Management: ICS Security Management: Who should manage ICS security and where should they be placed?

Options:

Decision:

IF Risks are Low, THEN No ICS security manager should be in place.
OTHERWISE

IF Enterprise-wide security architecture is in place AND ICS is a significant component of the enterprise,
THEN An enterprise-wide ICS security manager should be used.
ALSO

IF Enterprise information protection is structured so that business units have security managers,
THEN Each major business unit with substantial ICS operations should have an ICS security manager.
ALSO

IF A facility contains ICS systems with Medium or High risk levels,
THEN That facility should have an ICS security manager.
ALSO

IF ICS systems have High or Medium risk,
THEN That ICS system should have a security manager.
ALSO IF An enterprise-wide ICS security manager is used,
THEN The top-level ICS security manager should be one level below the top-level enterprise security executive.
ALSO

IF The enterprise is small OR ICS is a major component of enterprise operations and managed at the enterprise level,
THEN The top-level ICS security manager should be at the enterprise executive level.
ALSO

IF An operations manager is in charge of a Medium or High risk ICS operation,
THEN An ICS security manager should work one level below the top-level operations manager for the relevant ICS systems.
ALSO

IF An ICS security manager is in place at any level,
THEN An ICS security manager should be a member of the overall ICS design and operations team.

Basis:

An enterprise-wide ICS security manager should be used:
An enterprise-wide ICS security manager has executive-level control over all ICS security decisions. This includes all facets of information protection as they apply to ICS systems. This is rarely the case in large enterprises, and when it is, the ICS security manager typically works for another high-level executive at the enterprise level and has responsibility across business units which typically have their own ICS security expertise that is coordinated by the enterprise-wide executive. This should not normally be the Information Protection Lead (IP Lead), since ICS is highly specialized and requires special knowledge and attention that is usually not available to the IP Lead, who has many other broad responsibilities.
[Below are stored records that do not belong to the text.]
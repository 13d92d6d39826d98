//! Font style types

use super::Color;
use crate::error::{Error, Result};
use crate::{MAX_FONT_SIZE, MIN_FONT_SIZE};
use std::hash::{Hash, Hasher};

/// Font settings of a style record
#[derive(Debug, Clone)]
pub struct FontStyle {
    /// Font family name (e.g., "Calibri", "Arial")
    pub name: String,
    /// Font size in points
    pub size: f64,
    pub bold: bool,
    pub italic: bool,
    pub underline: Underline,
    pub strikethrough: bool,
    pub color: Option<Color>,
    /// `<family val>` (2 = swiss)
    pub family: Option<u32>,
    pub charset: Option<u32>,
    /// `<scheme val>` ("minor" / "major")
    pub scheme: Option<String>,
}

impl Default for FontStyle {
    fn default() -> Self {
        Self {
            name: "Calibri".to_string(),
            size: 11.0,
            bold: false,
            italic: false,
            underline: Underline::None,
            strikethrough: false,
            color: Some(Color::theme(1)),
            family: Some(2),
            charset: None,
            scheme: Some("minor".to_string()),
        }
    }
}

impl FontStyle {
    /// Size compared bitwise, with `-0.0` folded into `0.0`
    fn size_key(&self) -> u64 {
        if self.size == 0.0 {
            0
        } else {
            self.size.to_bits()
        }
    }
}

impl PartialEq for FontStyle {
    fn eq(&self, other: &Self) -> bool {
        self.name == other.name
            && self.size_key() == other.size_key()
            && self.bold == other.bold
            && self.italic == other.italic
            && self.underline == other.underline
            && self.strikethrough == other.strikethrough
            && self.color == other.color
            && self.family == other.family
            && self.charset == other.charset
            && self.scheme == other.scheme
    }
}

impl Eq for FontStyle {}

impl Hash for FontStyle {
    fn hash<H: Hasher>(&self, state: &mut H) {
        self.name.hash(state);
        self.size_key().hash(state);
        self.bold.hash(state);
        self.italic.hash(state);
        self.underline.hash(state);
        self.strikethrough.hash(state);
        self.color.hash(state);
        self.family.hash(state);
        self.charset.hash(state);
        self.scheme.hash(state);
    }
}

/// Underline style
#[derive(Debug, Clone, Copy, PartialEq, Eq, Hash, Default)]
pub enum Underline {
    #[default]
    None,
    Single,
    Double,
    SingleAccounting,
    DoubleAccounting,
}

impl Underline {
    /// Value of `<u val>`; `None` for no underline
    pub fn as_str(&self) -> Option<&'static str> {
        match self {
            Underline::None => None,
            Underline::Single => Some("single"),
            Underline::Double => Some("double"),
            Underline::SingleAccounting => Some("singleAccounting"),
            Underline::DoubleAccounting => Some("doubleAccounting"),
        }
    }

    /// A bare `<u/>` means single
    pub fn from_val(val: Option<&str>) -> Self {
        match val {
            None | Some("single") => Underline::Single,
            Some("double") => Underline::Double,
            Some("singleAccounting") => Underline::SingleAccounting,
            Some("doubleAccounting") => Underline::DoubleAccounting,
            Some(_) => Underline::None,
        }
    }
}

/// Partial font change: only the `Some` fields are applied.
#[derive(Debug, Clone, PartialEq, Default)]
pub struct FontPatch {
    pub name: Option<String>,
    pub size: Option<f64>,
    pub bold: Option<bool>,
    pub italic: Option<bool>,
    pub underline: Option<Underline>,
    pub color: Option<Color>,
}

impl FontPatch {
    pub fn new() -> Self {
        Self::default()
    }

    pub fn name<S: Into<String>>(mut self, name: S) -> Self {
        self.name = Some(name.into());
        self
    }

    pub fn size(mut self, size: f64) -> Self {
        self.size = Some(size);
        self
    }

    pub fn bold(mut self, bold: bool) -> Self {
        self.bold = Some(bold);
        self
    }

    pub fn italic(mut self, italic: bool) -> Self {
        self.italic = Some(italic);
        self
    }

    pub fn underline(mut self, underline: Underline) -> Self {
        self.underline = Some(underline);
        self
    }

    pub fn color(mut self, color: Color) -> Self {
        self.color = Some(color);
        self
    }

    /// Reject values Excel cannot store.
    pub fn validate(&self) -> Result<()> {
        if let Some(size) = self.size {
            if !(size.is_finite() && (MIN_FONT_SIZE..=MAX_FONT_SIZE).contains(&size)) {
                return Err(Error::InvalidFontSize(size));
            }
        }
        Ok(())
    }

    pub fn apply(&self, base: &FontStyle) -> FontStyle {
        let mut font = base.clone();
        if let Some(name) = &self.name {
            if *name != font.name {
                // Theme scheme binds the font to the theme's face
                font.scheme = None;
            }
            font.name = name.clone();
        }
        if let Some(size) = self.size {
            font.size = size;
        }
        if let Some(bold) = self.bold {
            font.bold = bold;
        }
        if let Some(italic) = self.italic {
            font.italic = italic;
        }
        if let Some(underline) = self.underline {
            font.underline = underline;
        }
        if let Some(color) = &self.color {
            font.color = Some(color.clone());
        }
        font
    }
}

#[cfg(test)]
mod tests {
    use super::*;

    #[test]
    fn test_patch_keeps_unspecified_fields() {
        let base = FontStyle {
            italic: true,
            ..FontStyle::default()
        };
        let font = FontPatch::new().bold(true).size(14.0).apply(&base);
        assert!(font.bold);
        assert!(font.italic);
        assert_eq!(font.size, 14.0);
        assert_eq!(font.name, "Calibri");
        assert_eq!(font.scheme.as_deref(), Some("minor"));
    }

    #[test]
    fn test_equality_agrees_with_hash() {
        let hash = |font: &FontStyle| {
            let mut hasher = std::collections::hash_map::DefaultHasher::new();
            font.hash(&mut hasher);
            hasher.finish()
        };
        let zero = FontStyle {
            size: 0.0,
            ..FontStyle::default()
        };
        let negative_zero = FontStyle {
            size: -0.0,
            ..FontStyle::default()
        };
        assert_eq!(zero, negative_zero);
        assert_eq!(hash(&zero), hash(&negative_zero));
        assert_ne!(FontStyle::default(), zero);
    }

    #[test]
    fn test_size_must_be_storable() {
        assert!(FontPatch::new().size(11.0).validate().is_ok());
        assert!(FontPatch::new().size(409.0).validate().is_ok());
        assert!(FontPatch::new().bold(true).validate().is_ok());
        for size in [f64::NAN, f64::INFINITY, -4.0, 0.0, 0.5, 409.5] {
            assert!(matches!(
                FontPatch::new().size(size).validate(),
                Err(Error::InvalidFontSize(_))
            ));
        }
    }

    #[test]
    fn test_renaming_drops_theme_scheme() {
        let font = FontPatch::new().name("Arial").apply(&FontStyle::default());
        assert_eq!(font.name, "Arial");
        assert_eq!(font.scheme, None);
    }
}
Each major business unit with substantial ICS operations should have an ICS security manager:
This is compatible with an enterprise-wide ICS security manager, and typically used because each business unit typically has different sorts of ICS systems and requirements and operates in a different management decision-making structure, in different locations, and under different requirements.

Each facility should have an ICS security manager:
As a rule of thumb, when a facility contains ICS systems with Medium or High risk levels, it is prudent to have an individual in the ICS security manager role. However, this may be a role that also involves other duties, depending on the workload of this activity at the facility.
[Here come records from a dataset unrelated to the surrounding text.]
//! `[Content_Types].xml`

use quick_xml::events::Event;
use quick_xml::reader::Reader;

use crate::error::XlsxResult;
use crate::ns;
use crate::xml::{attr, escape, XML_DECLARATION};

pub const PART_NAME: &str = "[Content_Types].xml";

/// Content type registry of a package
///
/// Override part names are kept without their leading `/`, matching zip
/// entry names.
#[derive(Debug, Clone, Default, PartialEq)]
pub struct ContentTypes {
    defaults: Vec<(String, String)>,
    overrides: Vec<(String, String)>,
}

impl ContentTypes {
    /// The two defaults every package carries
    pub fn minimal() -> Self {
        Self {
            defaults: vec![
                ("rels".to_string(), ns::CT_RELS.to_string()),
                ("xml".to_string(), ns::CT_XML.to_string()),
            ],
            overrides: Vec::new(),
        }
    }

    pub fn parse(xml: &[u8]) -> XlsxResult<Self> {
        let mut reader = Reader::from_reader(xml);
        reader.trim_text(true);

        let mut types = Self::default();
        let mut buf = Vec::new();
        loop {
            match reader.read_event_into(&mut buf)? {
                Event::Empty(e) | Event::Start(e) => match e.local_name().as_ref() {
                    b"Default" => {
                        if let (Some(ext), Some(ct)) =
                            (attr(&e, b"Extension"), attr(&e, b"ContentType"))
                        {
                            types.defaults.push((ext, ct));
                        }
                    }
                    b"Override" => {
                        if let (Some(part), Some(ct)) =
                            (attr(&e, b"PartName"), attr(&e, b"ContentType"))
                        {
                            let part = part.trim_start_matches('/').to_string();
                            types.overrides.push((part, ct));
                        }
                    }
                    _ => {}
                },
                Event::Eof => break,
                _ => {}
            }
            buf.clear();
        }

        Ok(types)
    }

    /// Content type of a part: its override, else the default for its extension
    pub fn content_type(&self, part: &str) -> Option<&str> {
        let part = part.trim_start_matches('/');
        if let Some((_, ct)) = self.overrides.iter().find(|(p, _)| p == part) {
            return Some(ct);
        }
        let ext = part.rsplit_once('.').map(|(_, ext)| ext)?;
        self.defaults
            .iter()
            .find(|(e, _)| e.eq_ignore_ascii_case(ext))
            .map(|(_, ct)| ct.as_str())
    }

    /// Parts registered with the given override content type
    pub fn parts_with_type<'a>(&'a self, content_type: &'a str) -> impl Iterator<Item = &'a str> {
        self.overrides
            .iter()
            .filter(move |(_, ct)| ct == content_type)
            .map(|(p, _)| p.as_str())
    }

    pub fn set_override(&mut self, part: &str, content_type: &str) {
        let part = part.trim_start_matches('/');
        match self.overrides.iter_mut().find(|(p, _)| p == part) {
            Some((_, ct)) => *ct = content_type.to_string(),
            None => self
                .overrides
                .push((part.to_string(), content_type.to_string())),
        }
    }

    pub fn remove_override(&mut self, part: &str) -> bool {
        let part = part.trim_start_matches('/');
        let before = self.overrides.len();
        self.overrides.retain(|(p, _)| p != part);
        self.overrides.len() != before
    }

    pub fn to_xml(&self) -> String {
        let mut out = String::with_capacity(256 + 128 * self.overrides.len());
        out.push_str(XML_DECLARATION);
        out.push_str(&format!("<Types xmlns=\"{}\">", ns::CONTENT_TYPES));
        for (ext, ct) in &self.defaults {
            out.push_str(&format!(
                "<Default Extension=\"{}\" ContentType=\"{}\"/>",
                escape(ext),
                escape(ct)
            ));
        }
        for (part, ct) in &self.overrides {
            out.push_str(&format!(
                "<Override PartName=\"/{}\" ContentType=\"{}\"/>",
                escape(part),
                escape(ct)
            ));
        }
        out.push_str("</Types>");
        out
    }
}

#[cfg(test)]
mod tests {
    use super::*;
    use pretty_assertions::assert_eq;

    const SAMPLE: &str = r#"<?xml version="1.0" encoding="UTF-8" standalone="yes"?>
<Types xmlns="http://schemas.openxmlformats.org/package/2006/content-types">
  <Default Extension="rels" ContentType="application/vnd.openxmlformats-package.relationships+xml"/>
  <Default Extension="xml" ContentType="application/xml"/>
  <Default Extension="PNG" ContentType="image/png"/>
  <Override PartName="/xl/workbook.xml" ContentType="application/vnd.openxmlformats-officedocument.spreadsheetml.sheet.main+xml"/>
  <Override PartName="/xl/worksheets/sheet1.xml" ContentType="application/vnd.openxmlformats-officedocument.spreadsheetml.worksheet+xml"/>
</Types>"#;

    #[test]
    fn test_lookup() {
        let types = ContentTypes::parse(SAMPLE.as_bytes()).unwrap();
        assert_eq!(types.content_type("xl/workbook.xml"), Some(ns::CT_WORKBOOK));
        assert_eq!(types.content_type("/xl/worksheets/sheet1.xml"), Some(ns::CT_WORKSHEET));
        assert_eq!(types.content_type("xl/media/image1.png"), Some("image/png"));
        assert_eq!(types.content_type("docProps/core.xml"), Some(ns::CT_XML));
        assert_eq!(types.content_type("noext"), None);
    }

    #[test]
    fn test_edit_and_reparse() {
        let mut types = ContentTypes::parse(SAMPLE.as_bytes()).unwrap();
        types.set_override("xl/worksheets/sheet2.xml", ns::CT_WORKSHEET);
        assert!(types.remove_override("/xl/worksheets/sheet1.xml"));
        assert!(!types.remove_override("xl/worksheets/sheet1.xml"));

        let again = ContentTypes::parse(types.to_xml().as_bytes()).unwrap();
        assert_eq!(again, types);
        assert_eq!(
            again.parts_with_type(ns::CT_WORKSHEET).collect::<Vec<_>>(),
            vec!["xl/worksheets/sheet2.xml"]
        );
    }
}
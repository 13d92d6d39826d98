//! # excelsior
//!
//! Format-preserving editing of Excel (`.xlsx`) workbooks.
//!
//! Excelsior opens a workbook without parsing its sheets, materializes a
//! sheet only when it is edited and, on save, copies every part that was not
//! touched byte for byte. Cells, styles and column widths you did not ask to
//! change stay exactly as they were, which makes it suitable for filling
//! large, hand-formatted templates.
//!
//! ## Features
//!
//! - Text, number, boolean and formula cells
//! - Fonts, fills, borders, alignment and number formats, merged onto
//!   whatever formatting a cell already has
//! - Column widths for single columns, runs and lists of both
//! - Fast bulk loads of text tables and typed column batches
//! - Adding, renaming and deleting worksheets
//!
//! ## Example
//!
//! ```no_run
//! use excelsior::{AlignSpec, HorizontalAlignment};
//!
//! let mut editor = excelsior::create("out.xlsx", "Data")?;
//! editor.append_table_at("A1", &[
//!     vec!["name", "value"],
//!     vec!["alpha", "10"],
//!     vec!["beta", "20"],
//! ])?;
//! editor.set_alignment("A2:", AlignSpec::new().horizontal(HorizontalAlignment::Center))?;
//! editor.set_column_widths([("A", 18.5), ("B:D", 22.0)])?;
//! editor.save("out.xlsx")?;
//!
//! let scanner = excelsior::scan("out.xlsx")?;
//! assert_eq!(scanner.get_sheets(), vec!["Data"]);
//! # Ok::<(), excelsior::Error>(())
//! ```

pub mod editor;
pub mod error;
pub mod prelude;
pub mod scanner;

pub use editor::Editor;
pub use error::{Error, Result};
pub use scanner::Scanner;

// Re-export core types
pub use excelsior_core::{
    AlignSpec, BorderEdge, BorderLineStyle, BorderStyle, CellAddress, CellRange, CellValue, Color,
    ColumnBatch, ColumnSpan, ColumnValues, ErrorKind, FillStyle, FontPatch, HorizontalAlignment,
    NumberFormat, PatternType, RangeRef, StylePatch, StyleRecord, TypedColumn, Underline,
    VerticalAlignment, MAX_COLS, MAX_COLUMN_WIDTH, MAX_ROWS, MAX_SHEET_NAME_LEN,
};
pub use excelsior_xlsx::{Compression, SaveOptions, XlsxError};

use std::path::Path;

/// Write a new workbook with one empty sheet named `sheet` and return an
/// editor on it
pub fn create<P: AsRef<Path>>(path: P, sheet: &str) -> Result<Editor> {
    Editor::create(path, sheet)
}

/// Open a workbook for listing its sheets
pub fn scan<P: AsRef<Path>>(path: P) -> Result<Scanner> {
    Scanner::open(path)
}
Each ICS system should have a security manager:
In cases where ICS systems have High or Medium risk, a security manager should be identified with each ICS, even if that individual plays other roles and may have that role for a multitude of such systems. This is required if only to have a responsible party with adequate knowledge of the specific ICS for making decisions regarding the implications of changes.

No ICS security manager should be in place:
In Low risk situations or in situations where ICS mechanisms are highly standardized, there may be no need for an ICS security manager.
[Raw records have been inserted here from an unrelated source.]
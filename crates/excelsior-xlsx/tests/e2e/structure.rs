//! Adding, renaming and deleting sheets

use crate::*;
use excelsior_core::CellValue;
use excelsior_xlsx::{Package, SaveOptions};
use pretty_assertions::assert_eq;

fn sheet_xml(value: u32) -> String {
    format!(
        r#"<worksheet xmlns="{}"><sheetData><row r="1"><c r="A1"><v>{}</v></c></row></sheetData></worksheet>"#,
        MAIN_NS, value
    )
}

/// Sheets One, Two, Three plus a calculation chain and sheet-scoped names
fn three_sheets() -> Vec<u8> {
    build(&[
        (
            "[Content_Types].xml",
            content_types(&[
                ("xl/workbook.xml", "sheet.main"),
                ("xl/worksheets/sheet1.xml", "worksheet"),
                ("xl/worksheets/sheet2.xml", "worksheet"),
                ("xl/worksheets/sheet3.xml", "worksheet"),
                ("xl/calcChain.xml", "calcChain"),
            ]),
        ),
        ("_rels/.rels", ROOT_RELS.to_string()),
        (
            "xl/workbook.xml",
            format!(
                concat!(
                    r#"<workbook xmlns="{}" xmlns:r="{}">"#,
                    r#"<bookViews><workbookView activeTab="2"/></bookViews>"#,
                    r#"<sheets><sheet name="One" sheetId="1" r:id="rId1"/><sheet name="Two" sheetId="2" r:id="rId2"/><sheet name="Three" sheetId="3" r:id="rId3"/></sheets>"#,
                    r#"<definedNames><definedName name="_xlnm.Print_Area" localSheetId="2">Three!$A$1:$B$2</definedName><definedName name="OnTwo" localSheetId="1">Two!$A$1</definedName><definedName name="Everywhere">One!$A$1</definedName></definedNames>"#,
                    r#"</workbook>"#
                ),
                MAIN_NS, REL_NS
            ),
        ),
        (
            "xl/_rels/workbook.xml.rels",
            relationships(&[
                ("worksheet", "worksheets/sheet1.xml"),
                ("worksheet", "worksheets/sheet2.xml"),
                ("worksheet", "worksheets/sheet3.xml"),
                ("calcChain", "calcChain.xml"),
            ]),
        ),
        ("xl/worksheets/sheet1.xml", sheet_xml(1)),
        ("xl/worksheets/sheet2.xml", sheet_xml(2)),
        ("xl/worksheets/sheet3.xml", sheet_xml(3)),
        (
            "xl/worksheets/_rels/sheet2.xml.rels",
            relationships(&[("hyperlink", "https://example.com")]),
        ),
        (
            "xl/calcChain.xml",
            format!(r#"<calcChain xmlns="{}"><c r="A1" i="2"/></calcChain>"#, MAIN_NS),
        ),
    ])
}

#[test]
fn test_delete_sheet_removes_its_parts() {
    let mut package = Package::from_bytes(three_sheets()).unwrap();
    package.delete_sheet("Two").unwrap();
    let bytes = package.to_bytes(&SaveOptions::default()).unwrap();

    assert_eq!(
        part_names(&bytes),
        vec![
            "[Content_Types].xml",
            "_rels/.rels",
            "xl/_rels/workbook.xml.rels",
            "xl/workbook.xml",
            "xl/worksheets/sheet1.xml",
            "xl/worksheets/sheet3.xml",
        ]
    );

    let types = read_part(&bytes, "[Content_Types].xml").unwrap();
    assert!(!types.contains("sheet2.xml"));
    assert!(!types.contains("calcChain"));

    let rels = read_part(&bytes, "xl/_rels/workbook.xml.rels").unwrap();
    assert!(!rels.contains(r#"Id="rId2""#));
    assert!(!rels.contains("calcChain"));

    let workbook = read_part(&bytes, "xl/workbook.xml").unwrap();
    assert!(workbook.contains(
        r#"<sheets><sheet name="One" sheetId="1" r:id="rId1"/><sheet name="Three" sheetId="3" r:id="rId3"/></sheets>"#
    ), "{}", workbook);
    assert!(workbook.contains(r#"localSheetId="1">Three!$A$1:$B$2</definedName>"#));
    assert!(!workbook.contains("OnTwo"));
    assert!(workbook.contains(r#"<definedName name="Everywhere">One!$A$1</definedName>"#));
    assert!(workbook.contains(r#"<workbookView activeTab="0"/>"#));

    let mut reopened = Package::from_bytes(bytes).unwrap();
    let ctx = reopened.context("Three").unwrap();
    assert_eq!(ctx.sheet.value(0, 0), Some(&CellValue::Number(3.0)));
}

#[test]
fn test_add_and_rename_keep_existing_ids() {
    let mut package = Package::from_bytes(three_sheets()).unwrap();
    package.rename_sheet("One", "First & Foremost").unwrap();
    assert_eq!(package.add_sheet("Four", Some(1)).unwrap(), 1);
    let bytes = package.to_bytes(&SaveOptions::default()).unwrap();

    let workbook = read_part(&bytes, "xl/workbook.xml").unwrap();
    assert!(workbook.contains(r#"<sheet name="First &amp; Foremost" sheetId="1" r:id="rId1"/>"#));
    assert!(workbook.contains(r#"<sheet name="Four" sheetId="4" r:id="rId5"/>"#), "{}", workbook);
    // Three moved from position 2 to 3
    assert!(workbook.contains(r#"localSheetId="3">Three!$A$1:$B$2</definedName>"#));
    assert!(workbook.contains(r#"localSheetId="2">Two!$A$1</definedName>"#));

    assert!(part_names(&bytes).contains(&"xl/worksheets/sheet4.xml".to_string()));
    assert!(read_part(&bytes, "xl/calcChain.xml").is_some());

    let reopened = Package::from_bytes(bytes).unwrap();
    assert_eq!(
        reopened.sheet_names(),
        vec!["First & Foremost", "Four", "Two", "Three"]
    );
}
The top-level ICS security manager should be at the enterprise executive level:
For large enterprises, there may be a single point of coordination of ICS security, and in smaller enterprises, there is often an individual tasked with this responsibility. To the extent that the ICS and enterprise information systems interact, the ICS security manager should be responsible for integration and protection across the boundaries. This has to be done at some level, and since enterprise architecture usually exists at this level, it is important that integration of these architectures is done at this level.

The top-level ICS security manager should be one level below the top-level enterprise security executive:
Some enterprises structure protection so that an IP Lead exists at the enterprise level. In those cases, when there is enterprise-wide unified ICS security management, the ICS manager might appropriately be placed in that position.

An ICS security manager should work one level below the top-level operations manager for the relevant ICS systems:
This is a reasonable management structure for an ICS security manager. The operations manager has responsibility that requires the expertise of the ICS security manager, and the ICS security manager tends to make decisions that directly effect and are affected by operational issues.

An ICS security manager should be a member of the overall ICS design and operations team:
In most cases when an ICS security manager is in place, it is appropriate for them to participate in the design and operations team activities. To the extent that ICS security architecture is in place, that architecture is usually the responsibility of the ICS security manager to assure, and thus their presence on the design team will be instrumental to proper architectural operations.